Toward a Causal Health Effect of Fine Particulate Air Pollution
AbstractExposure to fine particulate matter (PM2.5) has been associated with many adverse health outcomes, including increased risk of mortality and hospital admissions. There have been criticisms challenging whether the reported associations are valid estimates of the underlying causal effect of PM2.5, with confounding bias as one of them. Confounding bias may occur when the researchers fail to identify confounders among measured covariates, misspecify the functional form for the confounders in the outcome regression model, or fail to measure some of the confounders.
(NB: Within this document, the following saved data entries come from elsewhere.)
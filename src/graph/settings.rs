//! Plot settings and partial updates.

use serde::{Deserialize, Serialize};

use crate::error::SettingsError;

/// Upper bound on points sampled per equation.
pub const MAX_SAMPLES: usize = 100_000;

#[derive(Clone, Debug, PartialEq, Serialize, Deserialize)]
pub struct GraphSettings {
    pub show_grid: bool,
    pub show_legend: bool,
    /// `[min, max]` of the sampled x values.
    pub x_range: [f64; 2],
    /// `[min, max]` of the visible y values.
    pub y_range: [f64; 2],
    /// Distance between sampled x values.
    pub step: f64,
}

impl Default for GraphSettings {
    fn default() -> Self {
        Self {
            show_grid: true,
            show_legend: true,
            x_range: [-20.0, 20.0],
            y_range: [-20.0, 20.0],
            step: 0.1,
        }
    }
}

impl GraphSettings {
    pub fn validate(&self) -> Result<(), SettingsError> {
        let [x_min, x_max] = self.x_range;
        if !(x_min.is_finite() && x_max.is_finite() && x_min < x_max) {
            return Err(SettingsError::InvalidXRange {
                min: x_min,
                max: x_max,
            });
        }

        let [y_min, y_max] = self.y_range;
        if !(y_min.is_finite() && y_max.is_finite() && y_min < y_max) {
            return Err(SettingsError::InvalidYRange {
                min: y_min,
                max: y_max,
            });
        }

        if !(self.step.is_finite() && self.step > 0.0) {
            return Err(SettingsError::InvalidStep(self.step));
        }

        let count = ((x_max - x_min) / self.step).ceil() + 1.0;
        if count > MAX_SAMPLES as f64 {
            return Err(SettingsError::TooManySamples {
                step: self.step,
                count,
                limit: MAX_SAMPLES,
            });
        }

        Ok(())
    }

    /// Index of the last sample: `ceil((x_max - x_min) / step)`.
    ///
    /// Only meaningful for validated settings.
    pub fn step_count(&self) -> u64 {
        let [x_min, x_max] = self.x_range;
        ((x_max - x_min) / self.step).ceil() as u64
    }

    /// Merge a partial update, returning the new settings if they validate.
    pub fn merged(&self, patch: &SettingsPatch) -> Result<Self, SettingsError> {
        let mut next = self.clone();
        if let Some(show_grid) = patch.show_grid {
            next.show_grid = show_grid;
        }
        if let Some(show_legend) = patch.show_legend {
            next.show_legend = show_legend;
        }
        if let Some(x_min) = patch.x_min {
            next.x_range[0] = x_min;
        }
        if let Some(x_max) = patch.x_max {
            next.x_range[1] = x_max;
        }
        if let Some(y_min) = patch.y_min {
            next.y_range[0] = y_min;
        }
        if let Some(y_max) = patch.y_max {
            next.y_range[1] = y_max;
        }
        if let Some(step) = patch.step {
            next.step = step;
        }
        next.validate()?;
        Ok(next)
    }
}

/// A partial settings update. Unset fields keep their current value.
#[derive(Clone, Debug, Default, PartialEq, Serialize, Deserialize)]
#[serde(default)]
pub struct SettingsPatch {
    pub show_grid: Option<bool>,
    pub show_legend: Option<bool>,
    pub x_min: Option<f64>,
    pub x_max: Option<f64>,
    pub y_min: Option<f64>,
    pub y_max: Option<f64>,
    pub step: Option<f64>,
}

#[cfg(test)]
mod tests {
    use super::*;

    #[test]
    fn test_defaults_are_valid() {
        let settings = GraphSettings::default();
        assert!(settings.validate().is_ok());
        assert_eq!(settings.step_count(), 400);
    }

    #[test]
    fn test_merge_partial() {
        let patch = SettingsPatch {
            y_max: Some(50.0),
            show_grid: Some(false),
            ..Default::default()
        };
        let merged = GraphSettings::default().merged(&patch).unwrap();
        assert_eq!(merged.y_range, [-20.0, 50.0]);
        assert_eq!(merged.x_range, [-20.0, 20.0]);
        assert!(!merged.show_grid);
        assert!(merged.show_legend);
    }

    #[test]
    fn test_invalid_ranges() {
        let inverted = SettingsPatch {
            x_min: Some(30.0),
            ..Default::default()
        };
        assert!(matches!(
            GraphSettings::default().merged(&inverted),
            Err(SettingsError::InvalidXRange { .. })
        ));

        let nan = SettingsPatch {
            y_min: Some(f64::NAN),
            ..Default::default()
        };
        assert!(matches!(
            GraphSettings::default().merged(&nan),
            Err(SettingsError::InvalidYRange { .. })
        ));
    }

    #[test]
    fn test_step_bounds() {
        let negative = SettingsPatch {
            step: Some(-0.1),
            ..Default::default()
        };
        assert_eq!(
            GraphSettings::default().merged(&negative),
            Err(SettingsError::InvalidStep(-0.1))
        );

        let tiny = SettingsPatch {
            step: Some(1e-6),
            ..Default::default()
        };
        assert!(matches!(
            GraphSettings::default().merged(&tiny),
            Err(SettingsError::TooManySamples { .. })
        ));
    }
}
This dissertation develops and applies novel biostatistical methods to relax the assumptions and address the confounding issue in order for the estimated effect of PM2.5 to be causal. The first study tackles the confounder selection problem, when the number of candidate covariates is large and the sample size is extraordinarily large. The study develops a novel divide-and-conquer adaptive least absolute shrinkage and selection operator (LASSO) to select variables and fit sparse Cox proportional hazards models for big datasets for short-term PM2.5 on readmission or death hazard among heart failure patients. The second study relaxes the assumption of correct specifying an outcome regression and develops doubly robust additive hazards models (DRAHM) for the effect of long-term PM2.5 on mortality, where either a correctly specified propensity score model or outcome regression model can lead to a causal estimate. The third study relaxes the assumption of no unmeasured confounding and gives the causal relative risk estimate of PM2.5 on mortality using a difference-in-differences approach. The fourth study presents a standard analysis using Cox proporitional hazards model for long-term exposure to PM2.5 and mortality with extensive adjustment for confounding.
The studies in the dissertation present novel biostatistical methods that relax the assumptions required for the estimate of PM2.5 on health outcomes to be causal, while relying on other assumptions including consistency, positivity, no exposure measurement error, and no interference. The applications suggest that exposure to PM2.5 causally increases the risk of mortality in a long term and the risk of readmission or death due to heart failure in a short term.